In 2022, Israel will welcome a greater number of new olim than it saw during any year since the fall of the Soviet Union. This year has seen more immigrants from Ukraine, the former Soviet Union and Ethiopia than the worldwide total (a little over 28,000) in 2021. Bear in mind that 2021 was a year of substantial aliyah because of the number of prospective immigrants who had delayed their plans due to COVID-19 in 2020.

What is the differences between the to aliyot?

Having now traveled with both Ukrainian and Ethiopian Jews, I have found myself reflecting on the differences in the experiences of these two aliyot. To be sure, there were many similarities. They were both escaping wars and were also incredibly reliant on a people whose language they did not speak. There were tears on both occasions and mothers on both planes grabbed their children’s hands tightly. 

 Aliyah and Integration Minister Pnina Tamano-Shata greets Ukrainian immigrants at Ben-Gurion Airport. Since the start of the Ukraine war, 20,000 new immigrants have arrived in Israel. (credit: NOGA MALSA) Aliyah and Integration Minister Pnina Tamano-Shata greets Ukrainian immigrants at Ben-Gurion Airport. Since the start of the Ukraine war, 20,000 new immigrants have arrived in Israel. (credit: NOGA MALSA)

But there were two main differences. 

First, simply put, the Ukrainians were sad to depart and the Ethiopians were overjoyed. This is, of course, not surprising. For Ukrainian Jews, the decision to move to Israel happened in moments. All men ages 18-60 were not allowed to leave, making this an Aliyah wave of women, children and the elderly. 

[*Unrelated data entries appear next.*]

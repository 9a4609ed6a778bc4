//! The value graph the codec encodes and decodes.
//!
//! A [`Document`] is an arena of [`Node`]s plus a root [`Value`]. Scalars are
//! stored inline; everything that has identity in a JavaScript heap (objects,
//! arrays, maps, sets, dates, regexps, errors, URLs) lives in the arena and is
//! referenced through [`Value::Ref`]. Two refs with the same [`NodeId`] are the
//! same object, which is how shared sub-trees and cycles are expressed.

use std::fmt;

use chrono::{DateTime, Utc};
use url::Url;

use crate::types::{BigInt, ErrorObject, RegExp};

/// Index of a node in a [`Document`] arena.
#[derive(Debug, Clone, Copy, PartialEq, Eq, Hash, PartialOrd, Ord)]
pub struct NodeId(pub(crate) usize);

impl NodeId {
    pub fn index(self) -> usize {
        self.0
    }
}

/// An inline value. Anything with identity is a [`Value::Ref`].
#[derive(Debug, Clone, PartialEq, Default)]
pub enum Value {
    #[default]
    Undefined,
    Null,
    Bool(bool),
    Number(f64),
    String(String),
    BigInt(BigInt),
    Ref(NodeId),
}

impl Value {
    pub fn is_undefined(&self) -> bool {
        matches!(self, Value::Undefined)
    }

    pub fn is_null(&self) -> bool {
        matches!(self, Value::Null)
    }

    pub fn as_bool(&self) -> Option<bool> {
        match self {
            Value::Bool(b) => Some(*b),
            _ => None,
        }
    }

    pub fn as_f64(&self) -> Option<f64> {
        match self {
            Value::Number(n) => Some(*n),
            _ => None,
        }
    }

    pub fn as_str(&self) -> Option<&str> {
        match self {
            Value::String(s) => Some(s),
            _ => None,
        }
    }

    pub fn as_bigint(&self) -> Option<&BigInt> {
        match self {
            Value::BigInt(b) => Some(b),
            _ => None,
        }
    }

    pub fn node_id(&self) -> Option<NodeId> {
        match self {
            Value::Ref(id) => Some(*id),
            _ => None,
        }
    }

    /// `SameValueZero`: the equality `Map` keys and `Set` members use.
    /// NaN equals NaN, `+0` equals `-0`, refs compare by identity.
    pub fn same_value_zero(&self, other: &Value) -> bool {
        match (self, other) {
            (Value::Number(a), Value::Number(b)) => a == b || (a.is_nan() && b.is_nan()),
            _ => self == other,
        }
    }
}

impl From<bool> for Value {
    fn from(b: bool) -> Self {
        Value::Bool(b)
    }
}

impl From<f64> for Value {
    fn from(n: f64) -> Self {
        Value::Number(n)
    }
}

impl From<i32> for Value {
    fn from(n: i32) -> Self {
        Value::Number(n as f64)
    }
}

impl From<i64> for Value {
    fn from(n: i64) -> Self {
        Value::Number(n as f64)
    }
}

impl From<u32> for Value {
    fn from(n: u32) -> Self {
        Value::Number(n as f64)
    }
}

impl From<&str> for Value {
    fn from(s: &str) -> Self {
        Value::String(s.to_string())
    }
}

impl From<String> for Value {
    fn from(s: String) -> Self {
        Value::String(s)
    }
}

impl From<BigInt> for Value {
    fn from(b: BigInt) -> Self {
        Value::BigInt(b)
    }
}

impl<T: Into<Value>> From<Option<T>> for Value {
    fn from(v: Option<T>) -> Self {
        v.map_or(Value::Null, Into::into)
    }
}

/// A value with identity, owned by the document arena.
#[derive(Debug, Clone, PartialEq)]
pub enum Node {
    /// Plain object; fields keep insertion order.
    Object(Vec<(String, Value)>),
    Array(Vec<Value>),
    /// Insertion-ordered entries with unique keys.
    Map(Vec<(Value, Value)>),
    /// Insertion-ordered unique members.
    Set(Vec<Value>),
    Date(DateTime<Utc>),
    RegExp(RegExp),
    Error(ErrorObject),
    Url(Url),
}

impl Node {
    pub fn kind(&self) -> Kind {
        match self {
            Node::Object(_) => Kind::Object,
            Node::Array(_) => Kind::Array,
            Node::Map(_) => Kind::Map,
            Node::Set(_) => Kind::Set,
            Node::Date(_) => Kind::Date,
            Node::RegExp(_) => Kind::RegExp,
            Node::Error(_) => Kind::Error,
            Node::Url(_) => Kind::Url,
        }
    }

    /// Whether the encoder descends into this node's children.
    pub(crate) fn is_container(&self) -> bool {
        matches!(self, Node::Object(_) | Node::Array(_) | Node::Map(_) | Node::Set(_))
    }
}

/// Runtime type of a value, the equivalent of `typeof` / `instanceof`.
#[derive(Debug, Clone, Copy, PartialEq, Eq, Hash)]
pub enum Kind {
    Undefined,
    Null,
    Boolean,
    Number,
    String,
    BigInt,
    Object,
    Array,
    Map,
    Set,
    Date,
    RegExp,
    Error,
    Url,
}

impl fmt::Display for Kind {
    fn fmt(&self, f: &mut fmt::Formatter<'_>) -> fmt::Result {
        let name = match self {
            Kind::Undefined => "undefined",
            Kind::Null => "null",
            Kind::Boolean => "boolean",
            Kind::Number => "number",
            Kind::String => "string",
            Kind::BigInt => "bigint",
            Kind::Object => "Object",
            Kind::Array => "Array",
            Kind::Map => "Map",
            Kind::Set => "Set",
            Kind::Date => "Date",
            Kind::RegExp => "RegExp",
            Kind::Error => "Error",
            Kind::Url => "URL",
        };
        f.write_str(name)
    }
}

/// A value graph: node arena plus root.
#[derive(Debug, Clone, Default)]
pub struct Document {
    nodes: Vec<Node>,
    root: Value,
}

impl Document {
    /// An empty document whose root is `undefined`.
    pub fn new() -> Self {
        Self::default()
    }

    pub fn root(&self) -> &Value {
        &self.root
    }

    pub fn set_root(&mut self, root: impl Into<Value>) {
        self.root = root.into();
    }

    /// Number of nodes in the arena, including unreachable ones.
    pub fn node_count(&self) -> usize {
        self.nodes.len()
    }

    /// Moves `node` into the arena and returns a reference to it.
    pub fn insert(&mut self, node: Node) -> Value {
        let id = NodeId(self.nodes.len());
        self.nodes.push(node);
        Value::Ref(id)
    }

    pub fn node_by_id(&self, id: NodeId) -> Option<&Node> {
        self.nodes.get(id.0)
    }

    pub fn node_by_id_mut(&mut self, id: NodeId) -> Option<&mut Node> {
        self.nodes.get_mut(id.0)
    }

    /// The node a value refers to, if it is a ref.
    pub fn node(&self, value: &Value) -> Option<&Node> {
        value.node_id().and_then(|id| self.node_by_id(id))
    }

    /// Runtime type of `value`. A dangling ref reports `Undefined`.
    pub fn kind(&self, value: &Value) -> Kind {
        match value {
            Value::Undefined => Kind::Undefined,
            Value::Null => Kind::Null,
            Value::Bool(_) => Kind::Boolean,
            Value::Number(_) => Kind::Number,
            Value::String(_) => Kind::String,
            Value::BigInt(_) => Kind::BigInt,
            Value::Ref(id) => self.node_by_id(*id).map_or(Kind::Undefined, Node::kind),
        }
    }

    // ----------------------------------------------------------------
    // Constructors

    pub fn new_object<K, V>(&mut self, fields: impl IntoIterator<Item = (K, V)>) -> Value
    where
        K: Into<String>,
        V: Into<Value>,
    {
        let mut out: Vec<(String, Value)> = Vec::new();
        for (k, v) in fields {
            let (k, v) = (k.into(), v.into());
            match out.iter_mut().find(|(key, _)| *key == k) {
                Some(slot) => slot.1 = v,
                None => out.push((k, v)),
            }
        }
        self.insert(Node::Object(out))
    }

    pub fn new_array<V: Into<Value>>(&mut self, items: impl IntoIterator<Item = V>) -> Value {
        let items = items.into_iter().map(Into::into).collect();
        self.insert(Node::Array(items))
    }

    /// A `Map`; a repeated key keeps its first position and takes the last value.
    pub fn new_map<K, V>(&mut self, entries: impl IntoIterator<Item = (K, V)>) -> Value
    where
        K: Into<Value>,
        V: Into<Value>,
    {
        let mut out: Vec<(Value, Value)> = Vec::new();
        for (k, v) in entries {
            insert_entry(&mut out, k.into(), v.into());
        }
        self.insert(Node::Map(out))
    }

    /// A `Set`; repeated members are dropped.
    pub fn new_set<V: Into<Value>>(&mut self, members: impl IntoIterator<Item = V>) -> Value {
        let mut out: Vec<Value> = Vec::new();
        for v in members {
            insert_member(&mut out, v.into());
        }
        self.insert(Node::Set(out))
    }

    pub fn new_date(&mut self, date: DateTime<Utc>) -> Value {
        self.insert(Node::Date(date))
    }

    pub fn new_regexp(&mut self, regexp: RegExp) -> Value {
        self.insert(Node::RegExp(regexp))
    }

    pub fn new_error(&mut self, error: ErrorObject) -> Value {
        self.insert(Node::Error(error))
    }

    pub fn new_url(&mut self, url: Url) -> Value {
        self.insert(Node::Url(url))
    }

    // ----------------------------------------------------------------
    // Mutation

    /// Sets `key` on an object. Returns `false` if `object` is not one.
    pub fn set_field(&mut self, object: &Value, key: impl Into<String>, value: impl Into<Value>) -> bool {
        let Some(Node::Object(fields)) = object.node_id().and_then(|id| self.node_by_id_mut(id)) else {
            return false;
        };
        let (key, value) = (key.into(), value.into());
        match fields.iter_mut().find(|(k, _)| *k == key) {
            Some(slot) => slot.1 = value,
            None => fields.push((key, value)),
        }
        true
    }

    /// Appends to an array. Returns `false` if `array` is not one.
    pub fn push(&mut self, array: &Value, value: impl Into<Value>) -> bool {
        match array.node_id().and_then(|id| self.node_by_id_mut(id)) {
            Some(Node::Array(items)) => {
                items.push(value.into());
                true
            }
            _ => false,
        }
    }

    pub fn map_insert(&mut self, map: &Value, key: impl Into<Value>, value: impl Into<Value>) -> bool {
        match map.node_id().and_then(|id| self.node_by_id_mut(id)) {
            Some(Node::Map(entries)) => {
                insert_entry(entries, key.into(), value.into());
                true
            }
            _ => false,
        }
    }

    pub fn set_add(&mut self, set: &Value, member: impl Into<Value>) -> bool {
        match set.node_id().and_then(|id| self.node_by_id_mut(id)) {
            Some(Node::Set(members)) => {
                insert_member(members, member.into());
                true
            }
            _ => false,
        }
    }

    // ----------------------------------------------------------------
    // Lookup

    /// Object field by name, or array element by decimal index.
    pub fn get(&self, container: &Value, key: &str) -> Option<&Value> {
        match self.node(container)? {
            Node::Object(fields) => fields.iter().find(|(k, _)| k == key).map(|(_, v)| v),
            Node::Array(items) => key.parse::<usize>().ok().and_then(|i| items.get(i)),
            _ => None,
        }
    }

    /// Follows `path` from the root with [`Document::get`].
    pub fn get_path(&self, path: &[&str]) -> Option<&Value> {
        let mut cur = &self.root;
        for key in path {
            cur = self.get(cur, key)?;
        }
        Some(cur)
    }

    /// Whether an object has `key`, even when its value is `undefined`.
    pub fn has_field(&self, object: &Value, key: &str) -> bool {
        matches!(self.node(object), Some(Node::Object(fields)) if fields.iter().any(|(k, _)| k == key))
    }

    pub fn map_get(&self, map: &Value, key: &Value) -> Option<&Value> {
        match self.node(map)? {
            Node::Map(entries) => entries.iter().find(|(k, _)| k.same_value_zero(key)).map(|(_, v)| v),
            _ => None,
        }
    }

    pub fn set_has(&self, set: &Value, member: &Value) -> bool {
        matches!(self.node(set), Some(Node::Set(members)) if members.iter().any(|m| m.same_value_zero(member)))
    }

    pub fn date(&self, value: &Value) -> Option<&DateTime<Utc>> {
        match self.node(value)? {
            Node::Date(d) => Some(d),
            _ => None,
        }
    }

    pub fn regexp(&self, value: &Value) -> Option<&RegExp> {
        match self.node(value)? {
            Node::RegExp(r) => Some(r),
            _ => None,
        }
    }

    pub fn error(&self, value: &Value) -> Option<&ErrorObject> {
        match self.node(value)? {
            Node::Error(e) => Some(e),
            _ => None,
        }
    }

    pub fn url(&self, value: &Value) -> Option<&Url> {
        match self.node(value)? {
            Node::Url(u) => Some(u),
            _ => None,
        }
    }

    // ----------------------------------------------------------------
    // Plain JSON in

    /// Builds a document holding a plain JSON value. Every object and array
    /// becomes its own node.
    pub fn from_json(json: &serde_json::Value) -> Self {
        let mut doc = Document::new();
        let root = doc.import_json(json);
        doc.root = root;
        doc
    }

    /// Adds a plain JSON value to this document and returns it.
    pub fn import_json(&mut self, json: &serde_json::Value) -> Value {
        match json {
            serde_json::Value::Null => Value::Null,
            serde_json::Value::Bool(b) => Value::Bool(*b),
            serde_json::Value::Number(n) => Value::Number(n.as_f64().unwrap_or_default()),
            serde_json::Value::String(s) => Value::String(s.clone()),
            serde_json::Value::Array(items) => {
                let items = items.iter().map(|item| self.import_json(item)).collect();
                self.insert(Node::Array(items))
            }
            serde_json::Value::Object(fields) => {
                let fields = fields
                    .iter()
                    .map(|(k, v)| (k.clone(), self.import_json(v)))
                    .collect();
                self.insert(Node::Object(fields))
            }
        }
    }
}

impl From<serde_json::Value> for Document {
    fn from(json: serde_json::Value) -> Self {
        Document::from_json(&json)
    }
}

/// Documents compare by deep structural equality of their roots.
impl PartialEq for Document {
    fn eq(&self, other: &Self) -> bool {
        self.deep_equal(&self.root, other, &other.root)
    }
}

pub(crate) fn insert_entry(entries: &mut Vec<(Value, Value)>, key: Value, value: Value) {
    match entries.iter_mut().find(|(k, _)| k.same_value_zero(&key)) {
        Some(slot) => slot.1 = value,
        None => entries.push((key, value)),
    }
}

pub(crate) fn insert_member(members: &mut Vec<Value>, member: Value) {
    if !members.iter().any(|m| m.same_value_zero(&member)) {
        members.push(member);
    }
}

These are, by and large, a people who had every opportunity to move to Israel before the invasion but like me had chosen to live their lives somewhere else. Many of them appeared to be people of means who had lost everything in an instant and were now on a journey to a country that they had never visited. To be sure, they were grateful beyond words but they were also terrified.

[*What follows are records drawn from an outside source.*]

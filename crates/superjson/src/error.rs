//! Error types for superjson encoding, decoding and the plain JSON projection.

use thiserror::Error;

/// Errors that can occur while encoding a document into an envelope.
#[derive(Debug, Error)]
pub enum EncodeError {
    /// An object carries a key that would pollute prototypes on a JavaScript
    /// client (`__proto__`, `constructor` or `prototype`).
    #[error("Detected property {0}. This is a prototype pollution risk, please remove it from your object.")]
    ForbiddenKey(String),
    /// Nesting is deeper than the configured `max_depth`.
    #[error("maximum nesting depth of {0} exceeded")]
    DepthExceeded(usize),
    /// A `Ref` points outside the document's arena.
    #[error("dangling reference to node {0}")]
    DanglingRef(usize),
    #[error("{0}")]
    Json(#[from] serde_json::Error),
}

/// Errors that can occur while decoding an envelope back into a document.
#[derive(Debug, Error)]
pub enum DecodeError {
    #[error("{0}")]
    Json(#[from] serde_json::Error),
    /// `meta` does not have the shape of a superjson annotation.
    #[error("invalid annotation: {0}")]
    InvalidAnnotation(String),
    /// A path string uses an escape other than `\\` or `\.`.
    #[error("invalid path: {0}")]
    InvalidPath(String),
    /// An annotation refers to a location that does not exist in `json`.
    #[error("path not found: {0}")]
    PathNotFound(String),
    /// The payload at a path does not fit its type tag.
    #[error("invalid {tag} payload at {path}")]
    InvalidPayload { tag: String, path: String },
    /// A tag this codec does not reconstruct (`class`, `symbol`, `custom`).
    #[error("unsupported type annotation: {0}")]
    UnsupportedType(String),
    #[error("Detected property {0}. This is a prototype pollution risk, please remove it from your object.")]
    ForbiddenKey(String),
    /// The envelope nests deeper than the configured `max_depth`.
    #[error("maximum nesting depth of {0} exceeded")]
    DepthExceeded(usize),
    #[error("invalid bigint: {0}")]
    InvalidBigInt(String),
    #[error("Invalid Date: {0}")]
    InvalidDate(String),
    #[error("Invalid regular expression: {0}")]
    InvalidRegExp(String),
    #[error("Invalid URL {input}: {source}")]
    InvalidUrl {
        input: String,
        #[source]
        source: url::ParseError,
    },
}

/// Errors from projecting a document onto plain JSON the way
/// `JSON.stringify` would.
#[derive(Debug, Clone, PartialEq, Eq, Error)]
pub enum PlainJsonError {
    #[error("Do not know how to serialize a BigInt")]
    BigInt,
    #[error("Converting circular structure to JSON")]
    Circular,
    #[error("dangling reference to node {0}")]
    DanglingRef(usize),
}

In contrast, many Ethiopian Jews had been waiting for over two decades to come to Israel. Several told our delegation that they had siblings in Israel whom they had never met. Jerusalem for them is more than a place, it is the stuff of dreams. As my Jewish Agency colleague, Sigal Kanotopsky, told me about when she was a little girl in Ethiopia and a bird flew away, she would shout up to it “carry words of peace to our holy city of Jerusalem.”

The second difference is more complicated. When I looked at the Ukrainian refugees, I saw myself. Like me, they lived a fully Western lifestyle and their clothes and pace of life mirrored my own. For months after meeting with them, I have had the same thought: this could happen to me. These people were living in a developed country as doctors, lawyers and consultants, and one day woke up to discover that their apartment walls were shaking and their safety was very much in danger.

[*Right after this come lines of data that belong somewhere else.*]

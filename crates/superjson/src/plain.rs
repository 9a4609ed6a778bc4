//! Projection of a document onto plain JSON, with `JSON.stringify`
//! semantics. This is what a response looks like when no extended encoder
//! is installed.

use std::io;

use serde_json::ser::Formatter;
use serde_json::Value as Json;

use crate::error::PlainJsonError;
use crate::types::to_iso_string;
use crate::value::{Document, Node, NodeId, Value};

/// `Number.MAX_SAFE_INTEGER`; integral values up to it are written as JSON
/// integers.
const MAX_SAFE_INTEGER: f64 = 9_007_199_254_740_991.0;

/// JSON number for a finite `f64`. Safe integers become integer numbers;
/// everything else stays a float and is printed by [`JsFormatter`].
pub(crate) fn js_number(n: f64) -> Json {
    if n.fract() == 0.0 && n.abs() <= MAX_SAFE_INTEGER {
        return Json::from(n as i64);
    }
    serde_json::Number::from_f64(n).map_or(Json::Null, Json::Number)
}

/// Text of a number as `Number.prototype.toString` prints it: shortest
/// round-trip digits, plain decimal for exponents in `-7..21`, otherwise
/// `d.ddde+x` with an explicit exponent sign.
pub(crate) fn js_number_text(n: f64) -> String {
    if n.is_nan() {
        return "NaN".to_string();
    }
    if n.is_infinite() {
        return if n > 0.0 { "Infinity" } else { "-Infinity" }.to_string();
    }
    if n == 0.0 {
        return "0".to_string();
    }
    let sign = if n < 0.0 { "-" } else { "" };
    // `{:e}` gives the shortest round-trip digits as `d.ddde<x>`.
    let sci = format!("{:e}", n.abs());
    let (mantissa, exp) = sci.split_once('e').unwrap_or((sci.as_str(), "0"));
    let digits: String = mantissa.chars().filter(|c| *c != '.').collect();
    let k = digits.len() as i32;
    // Decimal point position relative to the first digit.
    let point = exp.parse::<i32>().unwrap_or(0) + 1;

    let body = if k <= point && point <= 21 {
        format!("{digits}{}", "0".repeat((point - k) as usize))
    } else if 0 < point && point <= 21 {
        let (int, frac) = digits.split_at(point as usize);
        format!("{int}.{frac}")
    } else if -6 < point && point <= 0 {
        format!("0.{}{digits}", "0".repeat(point.unsigned_abs() as usize))
    } else {
        let (first, rest) = digits.split_at(1);
        let e = point - 1;
        let e_sign = if e < 0 { '-' } else { '+' };
        if rest.is_empty() {
            format!("{first}e{e_sign}{}", e.unsigned_abs())
        } else {
            format!("{first}.{rest}e{e_sign}{}", e.unsigned_abs())
        }
    };
    format!("{sign}{body}")
}

/// Compact JSON formatter that prints floats like JavaScript.
struct JsFormatter;

impl Formatter for JsFormatter {
    fn write_f64<W: ?Sized + io::Write>(&mut self, writer: &mut W, value: f64) -> io::Result<()> {
        writer.write_all(js_number_text(value).as_bytes())
    }
}

/// Writes compact JSON text the way `JSON.stringify` would print it.
pub fn to_js_string(json: &Json) -> Result<String, serde_json::Error> {
    let mut buf = Vec::new();
    let mut ser = serde_json::Serializer::with_formatter(&mut buf, JsFormatter);
    serde::Serialize::serialize(json, &mut ser)?;
    String::from_utf8(buf).map_err(|e| serde_json::Error::io(io::Error::new(io::ErrorKind::InvalidData, e)))
}

impl Document {
    /// The root as `JSON.stringify` would render it.
    ///
    /// - dates become ISO strings and URLs their href;
    /// - maps, sets and regexps become `{}`;
    /// - errors keep only their extra props;
    /// - `undefined` fields are dropped and `undefined` array slots become
    ///   `null`; an `undefined` root gives `None`;
    /// - `NaN` and infinities become `null`;
    /// - big integers and cycles are errors.
    pub fn to_plain_json(&self) -> Result<Option<Json>, PlainJsonError> {
        let mut stack = Vec::new();
        self.plain(self.root(), &mut stack)
    }

    pub(crate) fn plain(&self, value: &Value, stack: &mut Vec<NodeId>) -> Result<Option<Json>, PlainJsonError> {
        let json = match value {
            Value::Undefined => return Ok(None),
            Value::Null => Json::Null,
            Value::Bool(b) => Json::Bool(*b),
            Value::Number(n) if n.is_finite() => js_number(*n),
            Value::Number(_) => Json::Null,
            Value::String(s) => Json::String(s.clone()),
            Value::BigInt(_) => return Err(PlainJsonError::BigInt),
            Value::Ref(id) => {
                let node = self.node_by_id(*id).ok_or(PlainJsonError::DanglingRef(id.index()))?;
                match node {
                    Node::Date(d) => Json::String(to_iso_string(d)),
                    Node::Url(u) => Json::String(u.as_str().to_string()),
                    Node::RegExp(_) | Node::Map(_) | Node::Set(_) => Json::Object(serde_json::Map::new()),
                    Node::Error(e) => Json::Object(e.props.clone()),
                    Node::Object(fields) => {
                        if stack.contains(id) {
                            return Err(PlainJsonError::Circular);
                        }
                        stack.push(*id);
                        let mut out = serde_json::Map::new();
                        for (k, v) in fields {
                            if let Some(json) = self.plain(v, stack)? {
                                out.insert(k.clone(), json);
                            }
                        }
                        stack.pop();
                        Json::Object(out)
                    }
                    Node::Array(items) => {
                        if stack.contains(id) {
                            return Err(PlainJsonError::Circular);
                        }
                        stack.push(*id);
                        let mut out = Vec::with_capacity(items.len());
                        for item in items {
                            out.push(self.plain(item, stack)?.unwrap_or(Json::Null));
                        }
                        stack.pop();
                        Json::Array(out)
                    }
                }
            }
        };
        Ok(Some(json))
    }
}

#[cfg(test)]
mod tests {
    use super::*;
    use crate::types::{BigInt, ErrorObject, RegExp};
    use chrono::{TimeZone, Utc};
    use serde_json::json;

    #[test]
    fn numbers_print_like_javascript() {
        let text = |n: f64| to_js_string(&js_number(n)).unwrap();
        assert_eq!(text(42.0), "42");
        assert_eq!(text(-0.0), "0");
        assert_eq!(text(1.5), "1.5");
        assert_eq!(text(9_007_199_254_740_991.0), "9007199254740991");
        assert_eq!(text(1e18), "1000000000000000000");
        assert_eq!(text(2f64.powi(64)), "18446744073709552000");
        assert_eq!(text(1e20), "100000000000000000000");
        assert_eq!(text(1e21), "1e+21");
        assert_eq!(text(1.5e300), "1.5e+300");
        assert_eq!(text(-1.25e-7), "-1.25e-7");
        assert_eq!(text(0.000001), "0.000001");
        assert_eq!(text(123.456), "123.456");
        assert_eq!(js_number_text(f64::NEG_INFINITY), "-Infinity");
    }

    #[test]
    fn js_text_parses_back_to_the_same_float() {
        for n in [2f64.powi(64), 1e21, 1.5e300, 1.2761204204598835e-188, 0.1 + 0.2] {
            let text = to_js_string(&js_number(n)).unwrap();
            let back: Json = serde_json::from_str(&text).unwrap();
            assert_eq!(back.as_f64(), Some(n), "{text}");
        }
    }

    #[test]
    fn extended_values_degrade() {
        let mut doc = Document::new();
        let date = doc.new_date(Utc.with_ymd_and_hms(2023, 1, 1, 0, 0, 0).unwrap());
        let map = doc.new_map([("k", "v")]);
        let set = doc.new_set(["a"]);
        let re = doc.new_regexp(RegExp::new("x", "g").unwrap());
        let err = doc.new_error(ErrorObject::new("boom").with_prop("code", json!(7)));
        let url = doc.new_url("https://example.com".parse().unwrap());
        let arr = doc.new_array([Value::Undefined, Value::Number(f64::NAN)]);
        let root = doc.new_object([
            ("date", date),
            ("map", map),
            ("set", set),
            ("re", re),
            ("err", err),
            ("url", url),
            ("gone", Value::Undefined),
            ("arr", arr),
        ]);
        doc.set_root(root);

        assert_eq!(
            doc.to_plain_json().unwrap(),
            Some(json!({
                "date": "2023-01-01T00:00:00.000Z",
                "map": {},
                "set": {},
                "re": {},
                "err": {"code": 7},
                "url": "https://example.com/",
                "arr": [null, null]
            }))
        );
    }

    #[test]
    fn bigint_and_cycles_fail() {
        let mut doc = Document::new();
        doc.set_root(BigInt::from(1));
        assert_eq!(doc.to_plain_json(), Err(PlainJsonError::BigInt));

        let mut doc = Document::new();
        let root = doc.new_object([("a", 1)]);
        doc.set_field(&root, "self", root.clone());
        doc.set_root(root);
        assert_eq!(doc.to_plain_json(), Err(PlainJsonError::Circular));
    }

    #[test]
    fn shared_without_cycle_is_duplicated() {
        let mut doc = Document::new();
        let shared = doc.new_array([1]);
        let root = doc.new_array([shared.clone(), shared]);
        doc.set_root(root);
        assert_eq!(doc.to_plain_json().unwrap(), Some(json!([[1], [1]])));
        assert_eq!(Document::new().to_plain_json().unwrap(), None);
    }
}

On the other hand, the Ethiopian Jews come from a world that most of us could never contemplate. They live in abject poverty, and in fear of civil war and oppression. A visit to the market carries the risk of rape and even murder.

Amid this perilous situation, they have not chosen to assimilate into other communities for safety. They have not tried to hide their identities. They go to synagogue, wear Stars of David and sing songs of Jerusalem they learned from their parents. And they wait, some with suitcases that have been packed for decades. 

These men and women are Zionists to their core. From leaving key family members behind to walking for miles in a scorching hot desert, the sacrifices they have made and continue to make in order to be Israeli are remarkable.

As I do on nearly every trip to Israel, I visited the Western Wall before leaving. As I touched the ancient stones, I thought about the new olim beginning their first full day in Israel, those who are still waiting and I thought of those who never made it. Mostly, I thanked God that Israel is there for all Jews, regardless of our color, background or whether the decision to make Aliyah was sudden or years in the making. No matter where we live or who we are, we are privileged to live in a world with a Jewish state and we can never take it for granted.

The writer is head of North America at The Jewish Agency for Israel, and the president and CEO of Jewish Agency International Development.